As an event organizer, this would be tempting. You can still charge the full price for physical attendance where you’re restricted to 12 people, but you could
create an additional revenue stream by introducing a virtual option that could involve as many people as possible. Even at a lower registration fee, it would still dramatically increase revenue at a
relatively small incremental cost. It would be “molto” profitable.
But now consider this as an attendee.Would you sign up for a virtual event like that? If you had no other
option to experience it, maybe. But what if you could actually be there in person? Then what? Would you feel relegated to a second-class experience by being isolated in your own kitchen, without many
of the sensory benefits that go along with the physical experience?
The Psychology of Zoom Fatigue
When I thought about our cooking lesson example, I was feeling less than
enthused. And I wondered why.
It turns out that there’s some actual brain science behind my digital ennui. In an article in Psychiatric Times, Jena Lee, MD, takes us on a
“Neuropsychological Exploration of Zoom Fatigue.”
A decade ago, I was writing a lot about how we balance risk and reward. I believe that a lot of our behaviors can be explained by
how we calculate the dynamic tension between those two things. It turns out that it may also be at the root of how we feel about virtual events. Dr. Lee explains, “A core psychological component
of fatigue is a rewards-costs trade-off that happens in our minds unconsciously. Basically, at every level of behavior, a trade-off is made between the likely rewards versus costs of engaging in
a certain activity.”
Let’s take our Italian cooking class again. Let’s imagine we’re there in person. For our brain, this would hit all the right “reward”
buttons that come with being physically “in the moment.” Subconsciously, our brains would reward us by releasing oxytocin and dopamine along with other “pleasure”
neurochemicals that would make the experience highly enjoyable for us. The cost/reward calculation would be heavily weighted toward “reward.”
But that’s not the case with the
virtual event. Yes, it might still be considered “rewarding,” but at an entirely different -- and lesser -- scale of the same “in-person” experience. In addition, we would have
the additional costs of figuring out the technology required, logging into the lesson and trying to follow along. Our risk/reward calculator just might decide the tradeoffs required weren’t
worth it.
Without me even knowing it, this was the calculation that was going on in my head that left me less than enthused.
But there is a flip side to this.
Reducing
the Risk Virtually
Last fall, a new study from Oracle in the U.K.
was published with the headline, “82% of People Believe Robots Can Support Their Mental Health Better than Humans.”
Something about that just didn’t seem right to me. How
could this be? Again, we had the choice between virtual and physical connection, and this time the odds were overwhelmingly in favor of the virtual option.
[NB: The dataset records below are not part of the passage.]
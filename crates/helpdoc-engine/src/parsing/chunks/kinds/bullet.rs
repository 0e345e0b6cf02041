use std::sync::OnceLock;

use regex::Regex;

use crate::parsing::chunks::types::column_of;

/// Bulleted list item: `- text`.
pub struct Bullet;

impl Bullet {
    pub const MARKER: char = '-';

    /// Matches a bullet line, returning `(column, text)` where the column is
    /// where the item text starts, after the marker.
    pub fn parse(line: &str) -> Option<(usize, &str)> {
        static BULLET_REGEX: OnceLock<Regex> = OnceLock::new();
        let re = BULLET_REGEX.get_or_init(|| {
            let marker = regex::escape(&Self::MARKER.to_string());
            Regex::new(&format!(r"^\s*{marker}\s*(?P<text>.*)$")).expect("Invalid bullet regex")
        });

        let caps = re.captures(line)?;
        let text = caps.name("text")?;
        Some((column_of(line, text.start()), text.as_str()))
    }
}
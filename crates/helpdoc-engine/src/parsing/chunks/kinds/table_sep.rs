/// A line made only of dashes, separating groups of table rows.
pub struct TableSep;

impl TableSep {
    pub const DASH: char = '-';

    pub fn matches(line: &str) -> bool {
        let t = line.trim();
        !t.is_empty() && t.chars().all(|c| c == Self::DASH)
    }
}

#[cfg(test)]
mod tests {
    use super::*;

    #[test]
    fn dashes_only() {
        assert!(TableSep::matches("-----"));
        assert!(TableSep::matches("  --"));
        assert!(TableSep::matches("-"));
    }

    #[test]
    fn dashes_with_text() {
        assert!(!TableSep::matches("--- options"));
        assert!(!TableSep::matches(""));
    }
}
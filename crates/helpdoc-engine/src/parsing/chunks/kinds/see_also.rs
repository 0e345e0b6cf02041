use std::sync::OnceLock;

use regex::Regex;

use crate::parsing::chunks::types::column_of;

/// Cross-reference line: `See also rotx, roty, SE3.plot.`
pub struct SeeAlso;

impl SeeAlso {
    pub const PREFIX: &'static str = "See also";

    /// Matches a see-also line, returning `(column, names)` where `names` is the
    /// comma separated list without the closing period.
    pub fn parse(line: &str) -> Option<(usize, &str)> {
        static SEE_ALSO_REGEX: OnceLock<Regex> = OnceLock::new();
        let re = SEE_ALSO_REGEX.get_or_init(|| {
            let prefix = regex::escape(Self::PREFIX);
            Regex::new(&format!(r"^\s*{prefix}\s*(?P<text>.*?)\.$"))
                .expect("Invalid see-also regex")
        });

        let caps = re.captures(line)?;
        let text = caps.name("text")?;
        Some((column_of(line, text.start()), text.as_str()))
    }
}
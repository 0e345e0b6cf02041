use super::{
    kinds::{Bullet, Header, SeeAlso, TableRow, TableSep},
    types::{Indent, LineClass, LineKind, Payload, column_of},
};

/// One entry of the classifier's priority table.
#[derive(Debug, Clone, Copy, PartialEq, Eq)]
pub enum Rule {
    Blank,
    Header,
    Table,
    TableSep,
    Bullet,
    SeeAlso,
    /// Fallback: claims every line.
    Text,
}

impl Rule {
    /// Rules in priority order. Earlier rules shadow later ones, so a new line
    /// kind is added by inserting it at the right position here.
    pub const PRIORITY: [Rule; 7] = [
        Rule::Blank,
        Rule::Header,
        Rule::Table,
        Rule::TableSep,
        Rule::Bullet,
        Rule::SeeAlso,
        Rule::Text,
    ];

    /// Applies this rule to a leader-stripped line.
    pub fn apply(self, line: &str) -> Option<LineClass> {
        match self {
            Rule::Blank => line.trim().is_empty().then(LineClass::blank),
            Rule::Header => {
                Header::parse(line).map(|(col, text)| LineClass::new(LineKind::Header, col, text))
            }
            Rule::Table => TableRow::parse(line).map(|cells| LineClass {
                kind: LineKind::Table,
                indent: Indent::Columns {
                    col1: cells.col1_column,
                    col2: cells.col2_column,
                },
                payload: Payload::Columns(cells.col1.to_string(), cells.col2.to_string()),
            }),
            Rule::TableSep => TableSep::matches(line).then(|| LineClass {
                kind: LineKind::TableSep,
                indent: Indent::Column(0),
                payload: Payload::None,
            }),
            Rule::Bullet => {
                Bullet::parse(line).map(|(col, text)| LineClass::new(LineKind::List, col, text))
            }
            Rule::SeeAlso => {
                SeeAlso::parse(line).map(|(col, text)| LineClass::new(LineKind::SeeAlso, col, text))
            }
            Rule::Text => Some(text_class(line)),
        }
    }
}

fn text_class(line: &str) -> LineClass {
    let content = line.trim_start();
    let col = column_of(line, line.len() - content.len());
    LineClass::new(LineKind::Text, col, content.trim_end())
}

/// Classifies individual comment lines.
///
/// This is phase 1 of document recovery: each line is classified on its own,
/// without reference to its neighbours.
pub struct CommentLineClassifier;

impl CommentLineClassifier {
    /// Classifies a line whose comment leader has already been stripped.
    ///
    /// Never fails: a line no rule claims becomes TEXT at its first non-blank
    /// column.
    pub fn classify(&self, line: &str) -> LineClass {
        Rule::PRIORITY
            .iter()
            .find_map(|rule| rule.apply(line))
            .unwrap_or_else(|| text_class(line))
    }
}
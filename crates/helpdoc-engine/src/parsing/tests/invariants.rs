use crate::render::{Event, check_balanced};

/// Validates the shape of a recorded event stream.
///
/// Asserts that:
/// - Start and end events form a valid bracket sequence
/// - List depth never goes negative and returns to zero
/// - At most one module is opened, and it encloses everything else
///
/// # Panics
/// Panics with a descriptive message if any invariant is violated.
pub fn check(events: &[Event]) {
    if let Err(err) = check_balanced(events) {
        panic!("unbalanced events: {err}\n{events:#?}");
    }

    let mut list_depth = 0i32;
    for event in events {
        match event {
            Event::ListStart => list_depth += 1,
            Event::ListEnd => list_depth -= 1,
            _ => {}
        }
        assert!(list_depth >= 0, "list depth went negative: {events:#?}");
    }
    assert_eq!(list_depth, 0, "lists left open: {events:#?}");

    let modules = events
        .iter()
        .filter(|e| matches!(e, Event::ModuleStart { .. }))
        .count();
    assert!(modules <= 1, "more than one module: {events:#?}");
    if modules == 1 {
        assert!(
            matches!(events.first(), Some(Event::ModuleStart { .. })),
            "module does not open the stream: {events:#?}"
        );
        assert_eq!(events.last(), Some(&Event::ModuleEnd));
    }
}
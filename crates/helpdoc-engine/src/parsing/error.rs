/// Structural problems found while recovering document structure.
#[derive(Debug, Clone, PartialEq, Eq, thiserror::Error)]
pub enum FormatError {
    #[error(
        "list nesting inconsistent at line {line}: indent {indent} matches no open list (open: {open:?})"
    )]
    InconsistentListNesting {
        /// 1-based line number of the offending bullet.
        line: usize,
        /// Text column of the offending bullet.
        indent: usize,
        /// Text columns of the lists that were open, outermost first.
        open: Vec<usize>,
    },
}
But when I thought about it in terms
of risk and reward, it suddenly made sense. Talking about our own mental health is a high-risk activity. It’s sad to say, but opening up to your manager about job-related stress could get you a
sympathetic ear, or it could get you fired. We are taking baby steps towards destigmatizing mental health issues, but we’re at the beginning of a very long journey.
In this case, the
risk/reward calculation is flipped completely around. Virtual connections, which rely on limited bandwidth -- and therefore limited vulnerability on our part -- seem like a much lower risk alternative
than pouring our hearts out in person. This is especially true if we can remain anonymous.
It’s All About Human Hardware
The idea of virtual/physical hybrids with expanded
revenue streams will be very attractive to marketers and event organizers. There will be many jumping on this bandwagon. But, like all the new opportunities that technology brings us, it has to
interface with a system that has been around for hundreds of thousands of years -- otherwise known as our brain.